----- DATA UNDER STUDY
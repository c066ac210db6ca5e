use std::io::{self, BufRead, Write};

/// Answer state of the delete confirmation.
#[derive(Debug, Clone, Copy, PartialEq, Eq)]
pub enum Confirmation {
    Confirmed,
    Declined,
    Pending,
}

impl Confirmation {
    /// Maps one line read from the input. `None` means the input is closed,
    /// which never counts as a yes.
    pub fn from_response(response: Option<&str>) -> Self {
        let Some(response) = response else {
            return Confirmation::Declined;
        };

        match response.trim().to_lowercase().as_str() {
            "y" => Confirmation::Confirmed,
            "n" => Confirmation::Declined,
            _ => Confirmation::Pending,
        }
    }
}

/// Best-effort discard of input typed before a prompt was shown.
///
/// This only reaches the OS-level terminal queue. Lines the reader has already
/// pulled into its own buffer (e.g. the `BufReader` inside `StdinLock`) are
/// kept and may still answer the next prompt.
pub trait InputFlush {
    fn discard_pending(&self);
}

/// Used where the platform has no way to drop buffered input.
pub struct NoFlush;

impl InputFlush for NoFlush {
    fn discard_pending(&self) {}
}

#[cfg(unix)]
pub struct TerminalFlush;

#[cfg(unix)]
impl InputFlush for TerminalFlush {
    fn discard_pending(&self) {
        use std::io::IsTerminal as _;

        if !io::stdin().is_terminal() {
            return;
        }

        // failure only means there was nothing we could drop
        unsafe {
            libc::tcflush(libc::STDIN_FILENO, libc::TCIFLUSH);
        }
    }
}

pub fn platform_flush() -> Box<dyn InputFlush> {
    #[cfg(unix)]
    {
        Box::new(TerminalFlush)
    }
    #[cfg(not(unix))]
    {
        Box::new(NoFlush)
    }
}

pub fn prompt_text(count: usize) -> String {
    format!("Delete these {count} files? [y/n] ")
}

/// Asks until a valid answer arrives or the input ends.
pub fn confirm<R, W>(
    input: &mut R,
    output: &mut W,
    flush: &dyn InputFlush,
    count: usize,
) -> io::Result<Confirmation>
where
    R: BufRead,
    W: Write,
{
    let mut decision = Confirmation::Pending;

    while decision == Confirmation::Pending {
        flush.discard_pending();

        write!(output, "{}", prompt_text(count))?;
        output.flush()?;

        let mut line = String::new();
        let read = input.read_line(&mut line)?;

        decision = if read == 0 {
            Confirmation::from_response(None)
        } else {
            Confirmation::from_response(Some(line.as_str()))
        };
    }

    Ok(decision)
}
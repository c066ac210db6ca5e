//! The handful of SARIF fields we read. Everything else in the log is ignored.

use serde::Deserialize;

#[derive(Debug, Deserialize, Default)]
#[serde(default)]
pub struct SarifLog {
    pub runs: Vec<Run>,
}

#[derive(Debug, Deserialize, Default)]
#[serde(default)]
pub struct Run {
    pub tool: Option<Tool>,
    pub results: Vec<SarifResult>,
}

#[derive(Debug, Deserialize)]
pub struct Tool {
    pub driver: Driver,
}

#[derive(Debug, Deserialize)]
pub struct Driver {
    pub name: String,
}

#[derive(Debug, Deserialize, Default)]
#[serde(default, rename_all = "camelCase")]
pub struct SarifResult {
    pub rule_id: Option<String>,
    pub level: Option<String>,
    pub message: Option<Message>,
}

#[derive(Debug, Deserialize, Default)]
#[serde(default)]
pub struct Message {
    pub text: Option<String>,
}

impl SarifLog {
    pub fn result_count(&self) -> usize {
        self.runs.iter().map(|run| run.results.len()).sum()
    }

    /// Name of the first tool driver found, if any run declares one.
    pub fn tool_name(&self) -> Option<&str> {
        self.runs
            .iter()
            .find_map(|run| run.tool.as_ref())
            .map(|tool| tool.driver.name.as_str())
    }

    pub fn results(&self) -> impl Iterator<Item = &SarifResult> {
        self.runs.iter().flat_map(|run| run.results.iter())
    }
}

impl SarifResult {
    pub fn detail_line(&self) -> String {
        let rule = self.rule_id.as_deref().unwrap_or("<no rule>");
        let level = self.level.as_deref().unwrap_or("warning");
        let text = self
            .message
            .as_ref()
            .and_then(|m| m.text.as_deref())
            .unwrap_or_default();

        format!("{rule} [{level}]: {text}")
    }
}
----------
→ **TASK DESCRIPTION**
Retype each of the preceding records exactly as printed.

→ **EXERCISE RESULT**
repository c066ac210db6ca5e
use std::io::{self, BufRead, Write};

/// Answer state of the delete confirmation.
#[derive(Debug, Clone, Copy, PartialEq, Eq)]
pub enum Confirmation {
    Confirmed,
    Declined,
    Pending,
}

impl Confirmation {
    /// Maps one line read from the input. `None` means the input is closed,
    /// which never counts as a yes.
    pub fn from_response(response: Option<&str>) -> Self {
        let Some(response) = response else {
            return Confirmation::Declined;
        };

        match response.trim().to_lowercase().as_str() {
            "y" => Confirmation::Confirmed,
            "n" => Confirmation::Declined,
            _ => Confirmation::Pending,
        }
    }
}

/// Best-effort discard of input typed before a prompt was shown.
///
/// This only reaches the OS-level terminal queue. Lines the reader has already
/// pulled into its own buffer (e.g. the `BufReader` inside `StdinLock`) are
/// kept and may still answer the next prompt.
pub trait InputFlush {
    fn discard_pending(&self);
}

/// Used where the platform has no way to drop buffered input.
pub struct NoFlush;

impl InputFlush for NoFlush {
    fn discard_pending(&self) {}
}

#[cfg(unix)]
pub struct TerminalFlush;

#[cfg(unix)]
impl InputFlush for TerminalFlush {
    fn discard_pending(&self) {
        use std::io::IsTerminal as _;

        if !io::stdin().is_terminal() {
            return;
        }

        // failure only means there was nothing we could drop
        unsafe {
            libc::tcflush(libc::STDIN_FILENO, libc::TCIFLUSH);
        }
    }
}

pub fn platform_flush() -> Box<dyn InputFlush> {
    #[cfg(unix)]
    {
        Box::new(TerminalFlush)
    }
    #[cfg(not(unix))]
    {
        Box::new(NoFlush)
    }
}

pub fn prompt_text(count: usize) -> String {
    format!("Delete these {count} files? [y/n] ")
}

/// Asks until a valid answer arrives or the input ends.
pub fn confirm<R, W>(
    input: &mut R,
    output: &mut W,
    flush: &dyn InputFlush,
    count: usize,
) -> io::Result<Confirmation>
where
    R: BufRead,
    W: Write,
{
    let mut decision = Confirmation::Pending;

    while decision == Confirmation::Pending {
        flush.discard_pending();

        write!(output, "{}", prompt_text(count))?;
        output.flush()?;

        let mut line = String::new();
        let read = input.read_line(&mut line)?;

        decision = if read == 0 {
            Confirmation::from_response(None)
        } else {
            Confirmation::from_response(Some(line.as_str()))
        };
    }

    Ok(decision)
}
repository c066ac210db6ca5e
//! The handful of SARIF fields we read. Everything else in the log is ignored.

use serde::Deserialize;

#[derive(Debug, Deserialize, Default)]
#[serde(default)]
pub struct SarifLog {
    pub runs: Vec<Run>,
}

#[derive(Debug, Deserialize, Default)]
#[serde(default)]
pub struct Run {
    pub tool: Option<Tool>,
    pub results: Vec<SarifResult>,
}

#[derive(Debug, Deserialize)]
pub struct Tool {
    pub driver: Driver,
}

#[derive(Debug, Deserialize)]
pub struct Driver {
    pub name: String,
}

#[derive(Debug, Deserialize, Default)]
#[serde(default, rename_all = "camelCase")]
pub struct SarifResult {
    pub rule_id: Option<String>,
    pub level: Option<String>,
    pub message: Option<Message>,
}

#[derive(Debug, Deserialize, Default)]
#[serde(default)]
pub struct Message {
    pub text: Option<String>,
}

impl SarifLog {
    pub fn result_count(&self) -> usize {
        self.runs.iter().map(|run| run.results.len()).sum()
    }

    /// Name of the first tool driver found, if any run declares one.
    pub fn tool_name(&self) -> Option<&str> {
        self.runs
            .iter()
            .find_map(|run| run.tool.as_ref())
            .map(|tool| tool.driver.name.as_str())
    }

    pub fn results(&self) -> impl Iterator<Item = &SarifResult> {
        self.runs.iter().flat_map(|run| run.results.iter())
    }
}

impl SarifResult {
    pub fn detail_line(&self) -> String {
        let rule = self.rule_id.as_deref().unwrap_or("<no rule>");
        let level = self.level.as_deref().unwrap_or("warning");
        let text = self
            .message
            .as_ref()
            .and_then(|m| m.text.as_deref())
            .unwrap_or_default();

        format!("{rule} [{level}]: {text}")
    }
}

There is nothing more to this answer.